** Opening EXERCISE INPUTS block **

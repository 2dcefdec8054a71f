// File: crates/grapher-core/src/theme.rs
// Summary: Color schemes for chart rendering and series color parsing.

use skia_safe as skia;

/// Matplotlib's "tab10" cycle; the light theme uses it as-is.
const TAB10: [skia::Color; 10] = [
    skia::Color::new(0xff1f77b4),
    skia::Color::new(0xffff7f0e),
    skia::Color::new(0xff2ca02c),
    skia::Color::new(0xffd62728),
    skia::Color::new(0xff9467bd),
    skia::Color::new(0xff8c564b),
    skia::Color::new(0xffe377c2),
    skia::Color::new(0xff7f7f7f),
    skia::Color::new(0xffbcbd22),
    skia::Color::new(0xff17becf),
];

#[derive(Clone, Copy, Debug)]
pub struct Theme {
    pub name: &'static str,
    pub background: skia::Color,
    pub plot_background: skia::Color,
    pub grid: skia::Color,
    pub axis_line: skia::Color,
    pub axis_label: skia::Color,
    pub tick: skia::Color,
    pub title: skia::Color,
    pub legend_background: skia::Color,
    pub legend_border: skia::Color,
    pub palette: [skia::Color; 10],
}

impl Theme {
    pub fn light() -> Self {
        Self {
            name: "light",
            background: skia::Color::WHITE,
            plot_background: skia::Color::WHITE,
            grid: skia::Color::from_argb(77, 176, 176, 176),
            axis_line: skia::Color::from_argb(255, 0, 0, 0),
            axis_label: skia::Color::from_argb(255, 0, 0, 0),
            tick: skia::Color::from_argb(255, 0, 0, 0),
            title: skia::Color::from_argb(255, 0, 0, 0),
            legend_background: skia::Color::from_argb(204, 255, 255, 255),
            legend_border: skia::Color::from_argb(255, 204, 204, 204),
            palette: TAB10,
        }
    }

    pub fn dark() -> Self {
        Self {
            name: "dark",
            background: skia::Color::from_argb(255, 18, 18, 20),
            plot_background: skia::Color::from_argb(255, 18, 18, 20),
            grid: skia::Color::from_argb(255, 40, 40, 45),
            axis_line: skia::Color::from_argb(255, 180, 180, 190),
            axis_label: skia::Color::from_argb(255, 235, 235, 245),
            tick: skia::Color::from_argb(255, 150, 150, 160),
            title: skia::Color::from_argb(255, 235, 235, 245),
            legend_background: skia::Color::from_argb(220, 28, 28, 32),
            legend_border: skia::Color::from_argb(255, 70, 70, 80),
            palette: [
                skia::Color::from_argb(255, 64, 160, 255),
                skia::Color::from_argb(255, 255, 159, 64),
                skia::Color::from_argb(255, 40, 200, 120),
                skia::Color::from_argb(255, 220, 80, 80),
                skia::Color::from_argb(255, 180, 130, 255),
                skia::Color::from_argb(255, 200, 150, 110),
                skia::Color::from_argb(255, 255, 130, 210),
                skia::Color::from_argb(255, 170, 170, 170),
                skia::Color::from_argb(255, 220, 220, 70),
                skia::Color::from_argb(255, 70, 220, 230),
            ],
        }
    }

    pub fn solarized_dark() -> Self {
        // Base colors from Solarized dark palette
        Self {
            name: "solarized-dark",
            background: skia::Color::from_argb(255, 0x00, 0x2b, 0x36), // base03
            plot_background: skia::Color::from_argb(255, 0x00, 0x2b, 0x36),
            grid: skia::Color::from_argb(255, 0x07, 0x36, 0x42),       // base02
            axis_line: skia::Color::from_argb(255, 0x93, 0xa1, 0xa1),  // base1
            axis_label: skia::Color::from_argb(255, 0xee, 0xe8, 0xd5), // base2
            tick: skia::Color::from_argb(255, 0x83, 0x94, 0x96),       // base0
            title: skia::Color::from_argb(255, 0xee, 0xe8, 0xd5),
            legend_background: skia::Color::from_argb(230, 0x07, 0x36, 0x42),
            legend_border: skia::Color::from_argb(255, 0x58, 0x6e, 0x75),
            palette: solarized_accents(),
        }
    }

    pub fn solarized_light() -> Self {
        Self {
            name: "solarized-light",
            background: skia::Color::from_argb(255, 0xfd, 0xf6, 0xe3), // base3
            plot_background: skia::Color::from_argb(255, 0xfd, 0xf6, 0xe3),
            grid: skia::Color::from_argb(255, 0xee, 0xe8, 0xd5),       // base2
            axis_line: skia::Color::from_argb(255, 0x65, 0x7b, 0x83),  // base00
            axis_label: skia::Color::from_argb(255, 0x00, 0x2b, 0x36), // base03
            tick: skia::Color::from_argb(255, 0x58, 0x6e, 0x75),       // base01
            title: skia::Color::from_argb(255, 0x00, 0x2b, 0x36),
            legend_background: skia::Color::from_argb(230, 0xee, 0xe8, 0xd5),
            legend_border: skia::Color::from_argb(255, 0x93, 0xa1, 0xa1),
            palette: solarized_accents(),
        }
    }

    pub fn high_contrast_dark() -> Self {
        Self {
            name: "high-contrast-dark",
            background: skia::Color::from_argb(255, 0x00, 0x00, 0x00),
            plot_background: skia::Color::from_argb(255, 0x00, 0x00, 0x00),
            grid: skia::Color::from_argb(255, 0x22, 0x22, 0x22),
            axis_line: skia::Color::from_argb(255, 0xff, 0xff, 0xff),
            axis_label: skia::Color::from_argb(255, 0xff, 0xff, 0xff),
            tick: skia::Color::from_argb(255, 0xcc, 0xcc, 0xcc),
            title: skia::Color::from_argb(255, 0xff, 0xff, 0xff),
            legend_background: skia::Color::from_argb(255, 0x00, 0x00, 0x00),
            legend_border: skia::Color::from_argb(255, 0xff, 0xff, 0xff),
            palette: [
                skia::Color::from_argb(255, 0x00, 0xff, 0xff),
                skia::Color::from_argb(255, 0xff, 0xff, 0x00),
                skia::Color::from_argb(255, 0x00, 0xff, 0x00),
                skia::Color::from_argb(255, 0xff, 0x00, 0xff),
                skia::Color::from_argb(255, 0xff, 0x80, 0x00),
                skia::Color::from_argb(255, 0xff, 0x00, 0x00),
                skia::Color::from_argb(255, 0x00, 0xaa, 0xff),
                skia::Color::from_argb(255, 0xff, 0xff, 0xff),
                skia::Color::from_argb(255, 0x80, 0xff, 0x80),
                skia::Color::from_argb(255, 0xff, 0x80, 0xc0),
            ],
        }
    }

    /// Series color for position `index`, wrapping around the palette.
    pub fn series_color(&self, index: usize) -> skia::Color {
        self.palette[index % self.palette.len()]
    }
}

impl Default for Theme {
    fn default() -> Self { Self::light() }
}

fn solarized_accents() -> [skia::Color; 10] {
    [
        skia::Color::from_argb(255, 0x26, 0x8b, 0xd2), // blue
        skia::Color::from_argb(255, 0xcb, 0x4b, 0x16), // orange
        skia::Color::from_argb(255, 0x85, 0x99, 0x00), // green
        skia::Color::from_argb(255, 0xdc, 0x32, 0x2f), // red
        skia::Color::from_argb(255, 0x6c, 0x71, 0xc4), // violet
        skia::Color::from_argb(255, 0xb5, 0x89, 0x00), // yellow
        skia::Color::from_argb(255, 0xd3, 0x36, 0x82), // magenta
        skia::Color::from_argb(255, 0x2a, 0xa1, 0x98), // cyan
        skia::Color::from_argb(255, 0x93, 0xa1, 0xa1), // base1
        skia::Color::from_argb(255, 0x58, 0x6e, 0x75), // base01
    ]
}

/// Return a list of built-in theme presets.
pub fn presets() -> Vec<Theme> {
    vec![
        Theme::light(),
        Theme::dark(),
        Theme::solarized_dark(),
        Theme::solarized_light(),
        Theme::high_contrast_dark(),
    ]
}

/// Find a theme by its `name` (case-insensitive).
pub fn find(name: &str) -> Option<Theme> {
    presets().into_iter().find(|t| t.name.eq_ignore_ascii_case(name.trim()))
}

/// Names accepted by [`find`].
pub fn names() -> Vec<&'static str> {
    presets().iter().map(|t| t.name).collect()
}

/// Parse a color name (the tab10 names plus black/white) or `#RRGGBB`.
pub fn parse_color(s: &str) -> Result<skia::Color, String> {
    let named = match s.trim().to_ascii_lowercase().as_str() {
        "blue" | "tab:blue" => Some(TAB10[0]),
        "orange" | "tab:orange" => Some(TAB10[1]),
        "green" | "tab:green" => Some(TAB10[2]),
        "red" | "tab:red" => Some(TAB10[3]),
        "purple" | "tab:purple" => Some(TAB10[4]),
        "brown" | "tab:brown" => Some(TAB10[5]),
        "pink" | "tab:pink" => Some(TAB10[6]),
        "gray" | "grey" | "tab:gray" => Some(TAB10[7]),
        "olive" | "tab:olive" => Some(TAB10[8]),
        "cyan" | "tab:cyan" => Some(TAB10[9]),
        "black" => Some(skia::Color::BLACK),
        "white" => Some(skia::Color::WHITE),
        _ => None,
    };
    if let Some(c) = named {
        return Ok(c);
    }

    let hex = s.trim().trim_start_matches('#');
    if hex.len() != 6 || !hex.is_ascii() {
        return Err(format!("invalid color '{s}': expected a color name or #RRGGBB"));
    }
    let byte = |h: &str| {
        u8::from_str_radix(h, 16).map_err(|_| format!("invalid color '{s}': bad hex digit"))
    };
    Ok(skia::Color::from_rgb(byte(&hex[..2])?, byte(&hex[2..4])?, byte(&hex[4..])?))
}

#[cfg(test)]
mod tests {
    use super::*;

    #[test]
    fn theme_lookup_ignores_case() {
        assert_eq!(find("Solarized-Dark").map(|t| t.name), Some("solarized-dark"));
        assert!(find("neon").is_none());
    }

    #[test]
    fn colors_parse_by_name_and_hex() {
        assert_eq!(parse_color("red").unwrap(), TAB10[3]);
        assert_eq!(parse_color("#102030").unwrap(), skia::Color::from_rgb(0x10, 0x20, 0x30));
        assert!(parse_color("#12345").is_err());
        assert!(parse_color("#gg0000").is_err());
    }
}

** Closing EXERCISE INPUTS block **

How many lines in the entries above hold the word "presets"? Reply with the number by itself.

4